The Moment it Started

wedding bird

I don’t know the moment it started.

I am not talking about the first time we met  – I remember that well enough. The pastor of the small church couldn’t (didn’t want to?) deal with my problems so he referred me to you – the newest member of the church staff. The Youth Worker, freshly arrived from London. You seemed quiet, unsure, which at the time I interpreted as not being interested, although you later told me you found it intimidating, the way he expected you to deal with it right there and then.

I don’t know the moment it started. Perhaps it was the sum of several moments.

The moment I walked into church and the sun was streaming in and you were playing your guitar in a blue dress with bare feet, free before God. And I longed to kick my shoes off too.

The moment we were helping to tidy the churchyard and I sat with you and was strangely fixated on your arms, bare, brown, muscled.

The moment I shared with you that terrible thing that I had never told anyone. And you listened. And you comforted. And you didn’t think of me differently.

The moment your brother asked me to look after you and I couldn’t understand why.

Later, in the startling light of discovery, in the confusion of being convicted of sin, in the pain of separation, these were the things I pieced together of you. What made me love you? Your arms, your guitar, your dress, your touch, sudden, unexpected as the wind?

You were exiled to South Africa by well-meaning people. The way to break the dependency, they said. Wait upon the Lord. Be convicted. Walk away from relational idolatry. Don’t contact each other.

You wrote me letters. We were waiting for God to come and pull us away from each other. We encouraged each other to seek Him. In the back of my mind I replayed our first kiss over and over again. But, purity and holiness! Wait and he’ll save us from ourselves…

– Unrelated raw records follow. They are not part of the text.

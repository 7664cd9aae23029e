use std::collections::BTreeMap;

/// Field holding the composite 2-component position attribute.
///
/// It aliases the `x`/`y` scalars already present in the record and does not
/// occupy space of its own.
pub const POSITION_FIELD: &str = "position";

/// Field holding each point's ordering index.
pub const ORDER_INDEX_FIELD: &str = "ix";

/// Reserved per-point region the label encoder writes packed characters into.
pub const LABEL_BUFFER_FIELD: &str = "labelBuffer";

/// Element type of one schema field. All point data is 32-bit float.
#[derive(Debug, Copy, Clone, PartialEq, Eq, Hash)]
pub enum ElementType {
    Float32,
    Float32x2,
    Float32x3,
    Float32x4,
}

impl ElementType {
    #[inline]
    pub const fn components(self) -> usize {
        match self {
            ElementType::Float32 => 1,
            ElementType::Float32x2 => 2,
            ElementType::Float32x3 => 3,
            ElementType::Float32x4 => 4,
        }
    }

    #[inline]
    pub const fn size_bytes(self) -> u64 {
        (self.components() * std::mem::size_of::<f32>()) as u64
    }

    pub const fn vertex_format(self) -> wgpu::VertexFormat {
        match self {
            ElementType::Float32 => wgpu::VertexFormat::Float32,
            ElementType::Float32x2 => wgpu::VertexFormat::Float32x2,
            ElementType::Float32x3 => wgpu::VertexFormat::Float32x3,
            ElementType::Float32x4 => wgpu::VertexFormat::Float32x4,
        }
    }
}

/// Byte layout of one field inside the interleaved per-tile point buffer.
#[derive(Debug, Copy, Clone, PartialEq, Eq)]
pub struct FieldLayout {
    /// Offset of the first element in bytes.
    pub offset: u64,
    /// Distance between consecutive points in bytes.
    pub stride: u64,
    pub element: ElementType,
    /// True for fields that alias other fields (e.g. `position` over `x`/`y`).
    pub composite: bool,
}

/// Mapping from field name to its layout in the tile's raw buffer.
#[derive(Debug, Clone, Default, PartialEq)]
pub struct Schema {
    fields: BTreeMap<String, FieldLayout>,
}

impl Schema {
    pub fn new() -> Self {
        Self::default()
    }

    /// Builds a schema for interleaved records: fields are laid out back to
    /// back in the given order, and every field shares the record stride.
    pub fn interleaved<'a>(fields: impl IntoIterator<Item = (&'a str, ElementType)>) -> Self {
        let fields: Vec<_> = fields.into_iter().collect();
        let stride: u64 = fields.iter().map(|(_, e)| e.size_bytes()).sum();

        let mut schema = Schema::new();
        let mut offset = 0;
        for (name, element) in fields {
            schema.insert(
                name,
                FieldLayout {
                    offset,
                    stride,
                    element,
                    composite: false,
                },
            );
            offset += element.size_bytes();
        }
        schema
    }

    /// Adds a composite field aliasing `source` (and the fields after it).
    ///
    /// No-op when `source` is absent.
    pub fn with_composite(mut self, name: &str, source: &str, element: ElementType) -> Self {
        if let Some(base) = self.fields.get(source).copied() {
            self.insert(
                name,
                FieldLayout {
                    offset: base.offset,
                    stride: base.stride,
                    element,
                    composite: true,
                },
            );
        }
        self
    }

    pub fn insert(&mut self, name: impl Into<String>, layout: FieldLayout) {
        self.fields.insert(name.into(), layout);
    }

    #[inline]
    pub fn get(&self, name: &str) -> Option<&FieldLayout> {
        self.fields.get(name)
    }

    #[inline]
    pub fn contains(&self, name: &str) -> bool {
        self.fields.contains_key(name)
    }

    #[inline]
    pub fn is_empty(&self) -> bool {
        self.fields.is_empty()
    }

    /// Number of declared fields, composites included.
    #[inline]
    pub fn len(&self) -> usize {
        self.fields.len()
    }

    pub fn iter(&self) -> impl Iterator<Item = (&str, &FieldLayout)> {
        self.fields.iter().map(|(k, v)| (k.as_str(), v))
    }

    /// Floats occupied by one point record; composite fields are not counted.
    pub fn floats_per_point(&self) -> usize {
        self.fields
            .values()
            .filter(|f| !f.composite)
            .map(|f| f.element.components())
            .sum()
    }

    /// Number of points held by a raw buffer of `float_len` floats.
    pub fn point_count(&self, float_len: usize) -> u32 {
        match self.floats_per_point() {
            0 => 0,
            per_point => (float_len / per_point) as u32,
        }
    }
}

But He just loved. And you came home. Home to me, on the station platform in the cold air. The delayed train added agonising extra minutes to our time apart.

What made you take such a startling leap away from the life you knew, for me? What strength, from whom, helped you to start all over again? What held you together as your friends left you, one by one, refusing to condone this “lifestyle” of yours (if we were heterosexual, it would have been called love. And they would have all been so proud and pleased for you and us)?

I don’t think many people thought we’d last, but here we are, all these years later.

And, two years ago today, we took all of our love and fears and questions and desires and we gathered our families and our friends together and we said words of promise to each other – words that some would deny us, but that were our words, that could not be taken away.

May I never feel the need or have the urge to leave you.

I choose to make my home with you.

Where you go, I go, travelling with you, keeping you warm at night.

Where you live, I’ll live. We will make a home together and be a family.

Your people are my people and I will love and respect them.

My people are your people. They love you almost as much as I do.

Your God is my God, and we will serve and worship our God together.

This is my promise for as long as I live.

I don’t know the moment it started. Perhaps it was the sum of several moments, moments that still continue, into our future. Together.

ST (32)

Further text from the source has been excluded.